The aorta, he found, was the main blood-vessel arching over and leading
from the heart, and in nicking it the bullet had so weakened its outer
wall that it bulged out in the form of a sack, just as the inner tube
of an automobile tire bulges through the outer casing when there is a
blowout.
"And when that sack gives way inside you," Cardigan had explained,
"you'll go like that!" He snapped a forefinger and thumb to drive the
fact home.
After that it was merely a matter of common sense to believe, and now,
sure that he was about to die. Kent had acted. He was acting in the
full health of his mind and in extreme cognizance of the paralyzing
shock he was contributing as a final legacy to the world at large, or
at least to that part of it which knew him or was interested. The
tragedy of the thing did not oppress him. A thousand times in his life
he had discovered that humor and tragedy were very closely related, and
that there were times when only the breadth of a hair separated the
two. Many times he had seen a laugh change suddenly to tears, and tears
to laughter.
The tableau, as it presented itself about his bedside now, amused him.

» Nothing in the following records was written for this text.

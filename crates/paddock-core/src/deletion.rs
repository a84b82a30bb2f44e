use std::mem;

use tracing::{debug, warn};

use crate::task::Task;

/// Two-step delete confirmation. The candidate lives inside the state, so
/// there is no "deleting nothing" or "confirming nothing".
#[derive(Debug, Clone, PartialEq, Default)]
pub enum DeleteFlow {
    #[default]
    Idle,
    ConfirmPending(Task),
    Deleting(Task),
}

impl DeleteFlow {
    /// `Idle -> ConfirmPending`. Ignored in any other state.
    pub fn request(&mut self, task: Task) -> bool {
        match self {
            DeleteFlow::Idle => {
                debug!(task_id = %task.task_id, "delete requested, awaiting confirmation");
                *self = DeleteFlow::ConfirmPending(task);
                true
            }
            DeleteFlow::ConfirmPending(current) | DeleteFlow::Deleting(current) => {
                warn!(
                    pending = %current.task_id,
                    requested = %task.task_id,
                    "delete already in progress, ignoring request"
                );
                false
            }
        }
    }

    /// `ConfirmPending -> Idle`, discarding the candidate.
    pub fn cancel(&mut self) -> bool {
        match mem::take(self) {
            DeleteFlow::ConfirmPending(task) => {
                debug!(task_id = %task.task_id, "delete cancelled");
                true
            }
            other => {
                *self = other;
                false
            }
        }
    }

    /// `ConfirmPending -> Deleting`. Returns the task to delete.
    pub fn confirm(&mut self) -> Option<Task> {
        match mem::take(self) {
            DeleteFlow::ConfirmPending(task) => {
                *self = DeleteFlow::Deleting(task.clone());
                Some(task)
            }
            other => {
                *self = other;
                None
            }
        }
    }

    /// `Deleting -> Idle`. Returns the task that was being deleted.
    pub fn finish(&mut self) -> Option<Task> {
        match mem::take(self) {
            DeleteFlow::Deleting(task) => Some(task),
            other => {
                *self = other;
                None
            }
        }
    }

    /// Drops any candidate without side effects.
    pub fn reset(&mut self) {
        *self = DeleteFlow::Idle;
    }

    pub fn candidate(&self) -> Option<&Task> {
        match self {
            DeleteFlow::Idle => None,
            DeleteFlow::ConfirmPending(task) | DeleteFlow::Deleting(task) => Some(task),
        }
    }

    pub fn is_idle(&self) -> bool {
        matches!(self, DeleteFlow::Idle)
    }

    pub fn is_confirming(&self) -> bool {
        matches!(self, DeleteFlow::ConfirmPending(_))
    }
}
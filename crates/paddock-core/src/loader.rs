use tracing::debug;

use crate::service::{AnimalApi, TaskApi};
use crate::task::{Animal, Task};

/// Generation counter guarding against out-of-order completions. Each load
/// gets a ticket; only the most recently issued ticket may be applied.
#[derive(Debug, Default)]
pub struct LoadGuard {
    generation: u64,
}

#[derive(Debug, Clone, PartialEq, Eq)]
pub struct LoadTicket {
    pub generation: u64,
    pub animal_id: String,
}

#[derive(Debug)]
pub struct LoadOutcome {
    pub ticket: LoadTicket,
    pub animal: anyhow::Result<Animal>,
    pub tasks: anyhow::Result<Vec<Task>>,
}

impl LoadGuard {
    pub fn issue(&mut self, animal_id: &str) -> LoadTicket {
        self.generation += 1;
        debug!(generation = self.generation, animal_id, "issued load ticket");
        LoadTicket {
            generation: self.generation,
            animal_id: animal_id.to_string(),
        }
    }

    /// Invalidates every outstanding ticket.
    pub fn cancel(&mut self) {
        self.generation += 1;
        debug!(generation = self.generation, "cancelled outstanding loads");
    }

    pub fn generation(&self) -> u64 {
        self.generation
    }

    pub fn is_current(&self, generation: u64) -> bool {
        self.generation == generation
    }
}

/// Runs both retrievals for `ticket` concurrently. Neither failure
/// short-circuits the other.
#[tracing::instrument(skip(api, ticket), fields(animal_id = %ticket.animal_id, generation = ticket.generation))]
pub async fn fetch<A>(api: &A, ticket: LoadTicket) -> LoadOutcome
where
    A: AnimalApi + TaskApi,
{
    let (animal, tasks) = tokio::join!(
        api.fetch_animal(&ticket.animal_id),
        api.fetch_tasks(&ticket.animal_id)
    );

    debug!(
        animal_ok = animal.is_ok(),
        tasks_ok = tasks.is_ok(),
        "load finished"
    );

    LoadOutcome {
        ticket,
        animal,
        tasks,
    }
}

Its humor was grim, but even in these last hours of his life he
appreciated it. He had always more or less regarded life as a joke--a
very serious joke, but a joke for all that--a whimsical and trickful
sort of thing played by the Great Arbiter on humanity at large; and
this last count in his own life, as it was solemnly and tragically
ticking itself off, was the greatest joke of all. The amazed faces that
stared at him, their passing moments of disbelief, their repressed but
at times visible betrayals of horror, the steadiness of their eyes, the
tenseness of their lips--all added to what he might have called, at
another time, the dramatic artistry of his last great adventure.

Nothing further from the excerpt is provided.